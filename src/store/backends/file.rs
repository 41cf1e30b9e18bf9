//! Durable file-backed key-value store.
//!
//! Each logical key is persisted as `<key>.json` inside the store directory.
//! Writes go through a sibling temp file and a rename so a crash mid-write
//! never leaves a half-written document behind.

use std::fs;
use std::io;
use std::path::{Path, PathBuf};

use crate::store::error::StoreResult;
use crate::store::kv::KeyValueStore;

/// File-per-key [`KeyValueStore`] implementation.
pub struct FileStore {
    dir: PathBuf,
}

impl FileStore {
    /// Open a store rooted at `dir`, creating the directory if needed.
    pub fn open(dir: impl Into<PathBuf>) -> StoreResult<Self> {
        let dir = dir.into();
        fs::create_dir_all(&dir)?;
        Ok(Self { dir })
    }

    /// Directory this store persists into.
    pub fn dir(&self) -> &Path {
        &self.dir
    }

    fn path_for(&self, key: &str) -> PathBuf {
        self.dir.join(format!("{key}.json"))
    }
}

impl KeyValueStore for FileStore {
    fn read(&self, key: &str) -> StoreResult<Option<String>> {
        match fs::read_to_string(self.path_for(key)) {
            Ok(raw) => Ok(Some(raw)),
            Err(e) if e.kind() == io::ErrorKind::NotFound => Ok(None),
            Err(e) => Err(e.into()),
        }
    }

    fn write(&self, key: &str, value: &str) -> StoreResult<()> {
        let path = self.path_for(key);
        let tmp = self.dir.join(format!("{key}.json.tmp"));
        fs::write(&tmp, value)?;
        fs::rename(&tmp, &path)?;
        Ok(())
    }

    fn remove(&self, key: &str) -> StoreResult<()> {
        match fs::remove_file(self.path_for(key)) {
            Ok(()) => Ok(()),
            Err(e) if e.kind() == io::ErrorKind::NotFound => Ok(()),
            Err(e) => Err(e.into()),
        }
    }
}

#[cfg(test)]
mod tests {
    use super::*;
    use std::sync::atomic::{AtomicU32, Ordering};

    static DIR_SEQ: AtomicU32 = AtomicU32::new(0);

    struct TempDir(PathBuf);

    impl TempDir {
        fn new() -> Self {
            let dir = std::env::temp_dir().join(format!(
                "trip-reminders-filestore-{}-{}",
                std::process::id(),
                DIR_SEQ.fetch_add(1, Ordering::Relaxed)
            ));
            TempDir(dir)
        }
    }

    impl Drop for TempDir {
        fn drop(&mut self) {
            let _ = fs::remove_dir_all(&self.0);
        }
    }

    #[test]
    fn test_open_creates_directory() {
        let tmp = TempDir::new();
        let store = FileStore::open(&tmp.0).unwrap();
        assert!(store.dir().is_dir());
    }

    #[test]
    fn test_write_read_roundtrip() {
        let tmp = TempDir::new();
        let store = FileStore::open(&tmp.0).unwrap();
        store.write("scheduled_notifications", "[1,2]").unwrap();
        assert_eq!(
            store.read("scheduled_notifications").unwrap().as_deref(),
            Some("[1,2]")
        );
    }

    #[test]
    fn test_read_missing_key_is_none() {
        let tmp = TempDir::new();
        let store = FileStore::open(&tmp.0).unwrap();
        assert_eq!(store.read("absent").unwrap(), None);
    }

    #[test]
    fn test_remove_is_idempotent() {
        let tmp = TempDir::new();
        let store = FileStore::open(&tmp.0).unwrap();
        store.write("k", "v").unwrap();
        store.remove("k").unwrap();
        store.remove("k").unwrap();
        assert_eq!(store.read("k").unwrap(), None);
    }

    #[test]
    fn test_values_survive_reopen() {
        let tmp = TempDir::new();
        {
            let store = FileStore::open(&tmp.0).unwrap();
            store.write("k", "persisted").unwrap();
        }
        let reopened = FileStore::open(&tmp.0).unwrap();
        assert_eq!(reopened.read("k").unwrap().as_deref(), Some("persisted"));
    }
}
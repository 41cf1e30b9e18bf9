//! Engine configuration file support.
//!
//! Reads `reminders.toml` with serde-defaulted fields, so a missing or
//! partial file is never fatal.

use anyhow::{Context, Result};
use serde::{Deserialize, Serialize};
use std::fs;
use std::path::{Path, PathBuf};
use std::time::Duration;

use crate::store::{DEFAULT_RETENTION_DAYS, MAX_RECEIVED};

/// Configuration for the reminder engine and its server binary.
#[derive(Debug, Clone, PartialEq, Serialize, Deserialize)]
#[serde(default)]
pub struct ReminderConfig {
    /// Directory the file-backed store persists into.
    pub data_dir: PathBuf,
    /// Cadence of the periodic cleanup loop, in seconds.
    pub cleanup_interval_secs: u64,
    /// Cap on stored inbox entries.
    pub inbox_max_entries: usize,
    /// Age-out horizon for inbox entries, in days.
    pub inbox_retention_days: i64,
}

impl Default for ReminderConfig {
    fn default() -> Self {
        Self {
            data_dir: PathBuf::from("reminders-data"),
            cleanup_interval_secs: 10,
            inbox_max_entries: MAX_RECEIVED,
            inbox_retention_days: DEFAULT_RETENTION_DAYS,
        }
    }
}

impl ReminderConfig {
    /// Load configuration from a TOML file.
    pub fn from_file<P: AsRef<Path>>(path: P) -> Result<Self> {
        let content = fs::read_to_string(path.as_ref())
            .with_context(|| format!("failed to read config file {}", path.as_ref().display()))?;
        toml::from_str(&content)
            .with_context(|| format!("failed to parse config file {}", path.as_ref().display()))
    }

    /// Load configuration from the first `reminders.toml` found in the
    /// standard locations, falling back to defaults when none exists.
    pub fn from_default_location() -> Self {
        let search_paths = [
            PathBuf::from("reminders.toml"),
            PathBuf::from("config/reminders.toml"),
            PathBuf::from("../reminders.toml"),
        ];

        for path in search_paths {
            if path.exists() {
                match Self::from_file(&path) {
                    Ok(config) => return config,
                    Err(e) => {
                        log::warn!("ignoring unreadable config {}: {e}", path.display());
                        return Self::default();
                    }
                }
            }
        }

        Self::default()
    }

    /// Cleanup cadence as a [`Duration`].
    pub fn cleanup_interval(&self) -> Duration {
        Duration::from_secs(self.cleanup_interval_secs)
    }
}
───
▶ _Work to complete_
What lines in the listing above contain the word "match"? Show each one.

▶ _Reply_
        match fs::read_to_string(self.path_for(key)) {
        match fs::remove_file(self.path_for(key)) {
                match Self::from_file(&path) {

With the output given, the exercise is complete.